State how many lines of the records below contain the word "format", giving the number and nothing else.

Material to process:
*** Block opens ***

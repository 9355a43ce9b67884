//! Ticket backend: creating tickets and fetching form definitions.

use crate::error::{ClientError, status_is_retryable};
use async_trait::async_trait;
use clerk_core::constants::HTTP_TIMEOUT_SECS;
use clerk_core::ids::ArtifactId;
use serde::{Deserialize, Serialize};
use serde_json::{Value, json};
use std::time::Duration;
use tracing::instrument;

/// Backend error code meaning the definition is a free process: the ticket
/// has no approval nodes and must be filed through the portal instead.
pub const FREE_PROCESS_CODE: u64 = 1_390_013;

/// One field of an outgoing ticket form, in wire terms.
#[derive(Clone, Debug, PartialEq, Serialize, Deserialize)]
pub struct FormField {
    /// Backend field id.
    pub id: String,
    /// Serialized value.
    pub value: Value,
}

/// A created ticket.
#[derive(Clone, Debug, PartialEq, Serialize, Deserialize)]
pub struct TicketInstance {
    /// Backend instance id, shown in the success message.
    pub instance_id: String,
}

/// One field of a fetched form definition.
#[derive(Clone, Debug, PartialEq, Serialize, Deserialize)]
pub struct FormFieldDef {
    /// Backend field id.
    pub id: String,
    /// Display label, used for canonical-id mapping.
    pub name: String,
    /// Widget kind ("input", "textarea", "date", ...).
    pub kind: String,
    /// Valid options for choice widgets.
    #[serde(default)]
    pub options: Vec<String>,
}

/// A fetched ticket form definition.
#[derive(Clone, Debug, PartialEq, Serialize, Deserialize)]
pub struct FormDefinition {
    /// Field definitions in form order.
    pub fields: Vec<FormFieldDef>,
    /// Number of approval nodes; zero marks a free process.
    pub approval_nodes: u32,
}

impl FormDefinition {
    /// Whether this definition is a free process (no approval chain).
    #[must_use]
    pub fn is_free_process(&self) -> bool {
        self.approval_nodes == 0
    }
}

/// The ticket backend.
#[async_trait]
pub trait TicketBackend: Send + Sync {
    /// Create a ticket of definition `code` with the given form fields and
    /// attached artifacts.
    async fn create_ticket(
        &self,
        code: &str,
        fields: &[FormField],
        artifacts: &[ArtifactId],
    ) -> Result<TicketInstance, ClientError>;

    /// Fetch the current form definition for `code`.
    async fn fetch_definition(&self, code: &str) -> Result<FormDefinition, ClientError>;
}

/// Production backend over HTTP.
pub struct HttpTicketBackend {
    client: reqwest::Client,
    base_url: String,
    timeout: Duration,
}

impl HttpTicketBackend {
    /// Create a backend against `base_url` (no trailing slash).
    #[must_use]
    pub fn new(base_url: impl Into<String>) -> Self {
        Self {
            client: reqwest::Client::new(),
            base_url: base_url.into(),
            timeout: Duration::from_secs(HTTP_TIMEOUT_SECS),
        }
    }

    fn api_error(status: u16, body: &Value, context: &str) -> ClientError {
        ClientError::Api {
            status,
            code: body["code"].as_u64(),
            message: body["msg"]
                .as_str()
                .map_or_else(|| context.to_string(), ToString::to_string),
            retryable: status_is_retryable(status),
        }
    }
}

#[async_trait]
impl TicketBackend for HttpTicketBackend {
    #[instrument(skip(self, fields, artifacts), fields(code, field_count = fields.len()))]
    async fn create_ticket(
        &self,
        code: &str,
        fields: &[FormField],
        artifacts: &[ArtifactId],
    ) -> Result<TicketInstance, ClientError> {
        let body = json!({
            "definition_code": code,
            "form": fields,
            "attachments": artifacts,
        });
        let resp = self
            .client
            .post(format!("{}/tickets", self.base_url))
            .timeout(self.timeout)
            .json(&body)
            .send()
            .await?;

        let status = resp.status().as_u16();
        let body: Value = resp.json().await?;
        if !(200..300).contains(&status) || body["code"].as_u64().is_some_and(|c| c != 0) {
            return Err(Self::api_error(status, &body, "ticket creation failed"));
        }
        Ok(TicketInstance {
            instance_id: body["instance_id"].as_str().unwrap_or_default().to_string(),
        })
    }

    #[instrument(skip(self), fields(code))]
    async fn fetch_definition(&self, code: &str) -> Result<FormDefinition, ClientError> {
        let resp = self
            .client
            .get(format!("{}/definitions/{code}", self.base_url))
            .timeout(self.timeout)
            .send()
            .await?;

        let status = resp.status().as_u16();
        if !resp.status().is_success() {
            let body: Value = resp.json().await.unwrap_or(Value::Null);
            return Err(Self::api_error(status, &body, "definition fetch failed"));
        }
        Ok(resp.json().await?)
    }
}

*** Block closes ***

Task answer: 2